═══ Material for this task

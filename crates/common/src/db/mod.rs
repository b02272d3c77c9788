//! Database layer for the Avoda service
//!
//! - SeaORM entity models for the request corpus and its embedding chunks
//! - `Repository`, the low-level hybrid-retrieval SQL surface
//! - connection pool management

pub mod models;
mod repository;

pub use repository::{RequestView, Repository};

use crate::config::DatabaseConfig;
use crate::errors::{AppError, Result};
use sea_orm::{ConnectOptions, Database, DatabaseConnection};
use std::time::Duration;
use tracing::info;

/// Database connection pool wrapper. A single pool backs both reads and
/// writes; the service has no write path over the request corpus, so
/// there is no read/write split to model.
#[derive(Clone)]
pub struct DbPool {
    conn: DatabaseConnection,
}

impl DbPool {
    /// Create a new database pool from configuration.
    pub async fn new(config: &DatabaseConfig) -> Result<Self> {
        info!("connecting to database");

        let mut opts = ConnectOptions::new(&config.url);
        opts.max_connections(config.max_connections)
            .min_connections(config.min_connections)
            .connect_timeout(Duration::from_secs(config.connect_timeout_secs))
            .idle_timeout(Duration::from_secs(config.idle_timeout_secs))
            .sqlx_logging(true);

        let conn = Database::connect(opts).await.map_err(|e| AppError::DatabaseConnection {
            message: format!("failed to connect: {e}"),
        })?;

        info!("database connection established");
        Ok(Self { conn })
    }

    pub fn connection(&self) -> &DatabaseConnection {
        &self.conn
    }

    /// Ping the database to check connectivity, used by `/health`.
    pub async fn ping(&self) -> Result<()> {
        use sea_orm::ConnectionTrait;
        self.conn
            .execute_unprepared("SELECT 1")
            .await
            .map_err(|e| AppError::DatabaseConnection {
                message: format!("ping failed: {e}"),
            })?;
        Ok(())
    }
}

══════

Brief: Extract the lines above, from the first one through the one containing "connection pool management", and return only those, unchanged.

Finished task:
filename crates/common/src/db/mod.rs
repository b02272d3c77c9788
//! Database layer for the Avoda service
//!
//! - SeaORM entity models for the request corpus and its embedding chunks
//! - `Repository`, the low-level hybrid-retrieval SQL surface
//! - connection pool management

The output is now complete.